→ Problem to solve
Give back an exact copy of the lines in the records below, from the line that has "pub fn encode_id(id: NodeId)" through the line that has "持有离屏目标句柄和最近一次回读的像素。像素在 id 通道", and nothing besides.

→ Source data
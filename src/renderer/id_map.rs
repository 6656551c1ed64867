//! 节点 id 位图（拾取）
//!
//! id 通道把每个节点的稳定 id 编码成一种纯色画到离屏目标上，
//! 回读后查任意像素就能得到命中的节点。id 的四个字节按小端序
//! 依次放进 RGBA 四个通道（每通道除以 255 归一化），背景清成
//! 全零，对应保留 id 0（无命中）。
//!
//! 位图分辨率与离屏目标一致，通常低于主画面以省回读带宽。

use rustc_hash::FxHashSet;

use crate::resources::texture::RenderTargetHandle;
use crate::scene::NodeId;

/// id 位图的默认分辨率（主画面的一半左右就够拾取用）
pub const DEFAULT_ID_MAP_SIZE: (u32, u32) = (960, 540);

/// 把节点 id 编码为 id 管线的输出颜色
///
/// 小端字节序：R 放最低字节，A 放最高字节。
#[must_use]
pub fn encode_id(id: NodeId) -> [f32; 4] {
    let b = id.to_raw().to_le_bytes();
    [
        f32::from(b[0]) / 255.0,
        f32::from(b[1]) / 255.0,
        f32::from(b[2]) / 255.0,
        f32::from(b[3]) / 255.0,
    ]
}

/// 从回读像素还原节点 id（[`encode_id`] 的逆变换）
#[must_use]
pub fn decode_id(pixel: [u8; 4]) -> NodeId {
    NodeId::from_raw(u32::from_le_bytes(pixel))
}

/// 一张可查询的 id 位图
///
/// 持有离屏目标句柄和最近一次回读的像素。像素在 id 通道
/// 重绘前是旧的，查询结果相应滞后。
pub struct IdMap {
    /// id 通道绘制到的离屏目标（宿主创建，尺寸须与位图一致）
    pub target: RenderTargetHandle,
    width: u32,
    height: u32,
    pixels: Vec<u8>,
}

impl IdMap {
    /// 以默认分辨率创建
    #[must_use]
    pub fn new(target: RenderTargetHandle) -> Self {
        let (width, height) = DEFAULT_ID_MAP_SIZE;
        Self::with_size(target, width, height)
    }

    #[must_use]
    pub fn with_size(target: RenderTargetHandle, width: u32, height: u32) -> Self {
        Self {
            target,
            width,
            height,
            pixels: Vec::new(),
        }
    }

    #[must_use]
    pub fn width(&self) -> u32 {
        self.width
    }

    #[must_use]
    pub fn height(&self) -> u32 {
        self.height
    }

    /// 存入一次回读结果（紧凑 RGBA8，按行从左上角开始）
    pub fn store_pixels(&mut self, pixels: Vec<u8>) {
        self.pixels = pixels;
    }

    /// 查询某个像素命中的节点
    ///
    /// 越界或命中背景返回 None。
    #[must_use]
    pub fn id_at(&self, x: u32, y: u32) -> Option<NodeId> {
        if x >= self.width || y >= self.height {
            return None;
        }
        let offset = ((y * self.width + x) * 4) as usize;
        let p = self.pixels.get(offset..offset + 4)?;
        let id = decode_id([p[0], p[1], p[2], p[3]]);
        (!id.is_unassigned()).then_some(id)
    }

    /// 收集位图里出现的全部节点 id（背景除外）
    #[must_use]
    pub fn visible_ids(&self) -> FxHashSet<NodeId> {
        let mut ids = FxHashSet::default();
        for p in self.pixels.chunks_exact(4) {
            let id = decode_id([p[0], p[1], p[2], p[3]]);
            if !id.is_unassigned() {
                ids.insert(id);
            }
        }
        ids
    }
}
//! 纹理与渲染目标句柄
//!
//! 引擎核心不持有 GPU 纹理对象，只通过句柄引用后端创建的资源。
//! 句柄由 RenderBackend 在资源创建时分配，数据层仅做路由，
//! 同一句柄可以被任意多个几何体批次引用。

/// GPU 纹理句柄
///
/// 绑定到绘制时经 [`RenderBackend::bind_texture`] 传递，
/// 阴影 pass 产出的深度纹理也用它在主 pass 里回绑。
///
/// [`RenderBackend::bind_texture`]: crate::renderer::RenderBackend::bind_texture
#[derive(Debug, Clone, Copy, PartialEq, Eq, Hash)]
pub struct TextureHandle(pub u32);

impl TextureHandle {
    #[inline]
    #[must_use]
    pub const fn raw(self) -> u32 {
        self.0
    }
}

/// 离屏渲染目标句柄
///
/// 颜色与深度附件的组合由后端管理，引擎侧只负责把 pass
/// 导向正确的目标（阴影贴图、ID 位图等）。
#[derive(Debug, Clone, Copy, PartialEq, Eq, Hash)]
pub struct RenderTargetHandle(pub u32);

impl RenderTargetHandle {
    #[inline]
    #[must_use]
    pub const fn raw(self) -> u32 {
        self.0
    }
}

→ Finished exercise
pub fn encode_id(id: NodeId) -> [f32; 4] {
    let b = id.to_raw().to_le_bytes();
    [
        f32::from(b[0]) / 255.0,
        f32::from(b[1]) / 255.0,
        f32::from(b[2]) / 255.0,
        f32::from(b[3]) / 255.0,
    ]
}

/// 从回读像素还原节点 id（[`encode_id`] 的逆变换）
#[must_use]
pub fn decode_id(pixel: [u8; 4]) -> NodeId {
    NodeId::from_raw(u32::from_le_bytes(pixel))
}

/// 一张可查询的 id 位图
///
/// 持有离屏目标句柄和最近一次回读的像素。像素在 id 通道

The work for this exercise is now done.